The Borgias became prominent in ecclesiastical and political affairs in the 15th and 16th centuries, producing two popes, Alfons de Borja who ruled as Pope Callixtus III during 1455–1458 and Rodrigo Lanzol Borgia, as Pope Alexander VI, during 1492–1503.
Especially during the reign of Alexander VI, they were suspected of many crimes, including adultery, simony,theft, bribery and murder (especially murder by arsenic poisoning). Because of their grasping for power, they made enemies of the Medici, the Sforza, and the Dominican friar Savonarola, among others. They were also patrons of the arts who contributed to the Renaissance.
One of very significant women in Borgia family was Vanozza dei Cattanei.
Vannozza dei Cattanei (13 July 1442 – 24 November 1518) was an Italian noblewoman from the House of Candia, who was one of the many mistresses of Cardinal Rodrigo Borgia, future Pope Alexander VI. Among them, she was the one whose relationship with him lasted the longest.
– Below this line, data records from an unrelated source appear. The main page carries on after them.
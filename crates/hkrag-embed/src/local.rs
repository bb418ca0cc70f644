use anyhow::{anyhow, Result};
use std::collections::HashMap;
use std::path::{Path, PathBuf};
use std::time::Instant;

use candle_core::{DType, Device, Tensor};
use candle_nn::VarBuilder;
use candle_transformers::models::bert::{BertModel, Config as BertConfig};
use tokenizers::Tokenizer;
use tracing::{debug, info, warn};

use hkrag_core::error::Error;
use hkrag_core::traits::Embedder;

use crate::pool::masked_mean_l2;
use crate::tokenize::tokenize_batch;

const MAX_SEQ_LEN: usize = 256;
const BERT_PAD_ID: u32 = 0;
/// Texts per forward pass.
const FORWARD_BATCH: usize = 32;

/// Sentence encoder (all-MiniLM-L6-v2 or another BERT checkpoint) with masked mean pooling.
pub struct LocalBertEmbedder {
    model: BertModel,
    tokenizer: Tokenizer,
    device: Device,
    id: String,
    dim: usize,
}

impl LocalBertEmbedder {
    /// Loads `tokenizer.json`, `config.json` and the weights from `model_dir`.
    /// A missing file is `Error::NotFound`.
    pub fn new(model_dir: &Path, model_name: &str) -> Result<Self> {
        let tokenizer_path = required_file(model_dir, "tokenizer.json")?;
        let config_path = required_file(model_dir, "config.json")?;
        let device = select_device();
        info!("Loading local embedding model from {}", model_dir.display());
        let tokenizer = Tokenizer::from_file(&tokenizer_path)
            .map_err(|e| anyhow!("Failed to load tokenizer from {}: {}", tokenizer_path.display(), e))?;
        let config: BertConfig = serde_json::from_str(&std::fs::read_to_string(&config_path)?)?;
        let weights = load_weights(model_dir, &device)?;
        let vb = VarBuilder::from_tensors(weights, DType::F32, &device);
        let model = BertModel::load(vb, &config)?;
        let dim = config.hidden_size;
        info!("Local embedding model ready ({} dims)", dim);
        Ok(Self { model, tokenizer, device, id: format!("local:{model_name}:d{dim}"), dim })
    }

    fn forward(&self, texts: &[String]) -> Result<Vec<Vec<f32>>> {
        let start = Instant::now();
        let (input_ids, attention_mask) = tokenize_batch(&self.tokenizer, texts, MAX_SEQ_LEN, BERT_PAD_ID, &self.device)?;
        let token_type_ids = input_ids.zeros_like()?;
        let hidden = self.model.forward(&input_ids, &token_type_ids, Some(&attention_mask))?;
        let pooled: Vec<Vec<f32>> = masked_mean_l2(&hidden, &attention_mask)?.to_device(&Device::Cpu)?.to_vec2()?;
        if let Some(v) = pooled.iter().find(|v| v.len() != self.dim) {
            return Err(anyhow!("Embedding dimension {} does not match model hidden size {}", v.len(), self.dim));
        }
        debug!("Embedded {} texts in {:?}", texts.len(), start.elapsed());
        Ok(pooled)
    }
}

impl Embedder for LocalBertEmbedder {
    fn embedder_id(&self) -> &str { &self.id }
    fn dim(&self) -> usize { self.dim }
    fn embed_batch(&self, texts: &[String]) -> Result<Vec<Vec<f32>>> {
        let mut out = Vec::with_capacity(texts.len());
        for batch in texts.chunks(FORWARD_BATCH) {
            out.extend(self.forward(batch)?);
        }
        Ok(out)
    }
}

fn select_device() -> Device {
    #[cfg(feature = "metal")]
    {
        if let Ok(dev) = Device::new_metal(0) { info!("Device: Metal (MPS)"); return dev; }
    }
    info!("Device: CPU");
    Device::Cpu
}

fn required_file(model_dir: &Path, name: &str) -> Result<PathBuf> {
    let path = model_dir.join(name);
    if !path.is_file() {
        return Err(Error::NotFound(format!("{} (local embedding model)", path.display())).into());
    }
    Ok(path)
}

fn load_weights(model_dir: &Path, device: &Device) -> Result<HashMap<String, Tensor>> {
    let safetensors = model_dir.join("model.safetensors");
    if safetensors.exists() {
        return Ok(candle_core::safetensors::load(&safetensors, device)?);
    }
    let pickle = model_dir.join("pytorch_model.bin");
    if pickle.exists() {
        return Ok(candle_core::pickle::read_all(&pickle)?.into_iter().collect());
    }
    Err(Error::NotFound(format!("model.safetensors or pytorch_model.bin in {}", model_dir.display())).into())
}

/// Model directory lookup: explicit setting, then `APP_MODEL_DIR`, then `./models/all-MiniLM-L6-v2`.
pub fn resolve_model_dir(configured: Option<PathBuf>) -> Result<PathBuf> {
    if let Some(p) = configured {
        if p.exists() { return Ok(p); }
        warn!("Configured model_dir {} does not exist", p.display());
    }
    if let Ok(dir) = std::env::var("APP_MODEL_DIR") {
        let p = PathBuf::from(&dir);
        if p.exists() { info!("Using APP_MODEL_DIR: {}", p.display()); return Ok(p); }
    }
    let default = Path::new("models/all-MiniLM-L6-v2");
    if default.exists() { return Ok(default.to_path_buf()); }
    Err(Error::NotFound("local embedding model directory (set embedding.model_dir or APP_MODEL_DIR)".into()).into())
}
The connection with Alexander VI began in 1470, and she bore him four children whom he openly acknowledged as his own:
- Giovanni, afterwards duke of Gandia (1474–1497);
- Cesare (1475–1507);
- Lucrezia (1480–1519);
- Gioffre (1481/1482–1518);
Before his elevation to the papacy, Alexander VI’s passion for Vannozza somewhat diminished, and she subsequently led a very retired life. However, Alexander VI’s love for his children by Vannozza remained as strong as ever; it proved, indeed, the determining factor of his whole career. He lavished vast sums on them and lauded them with every honour.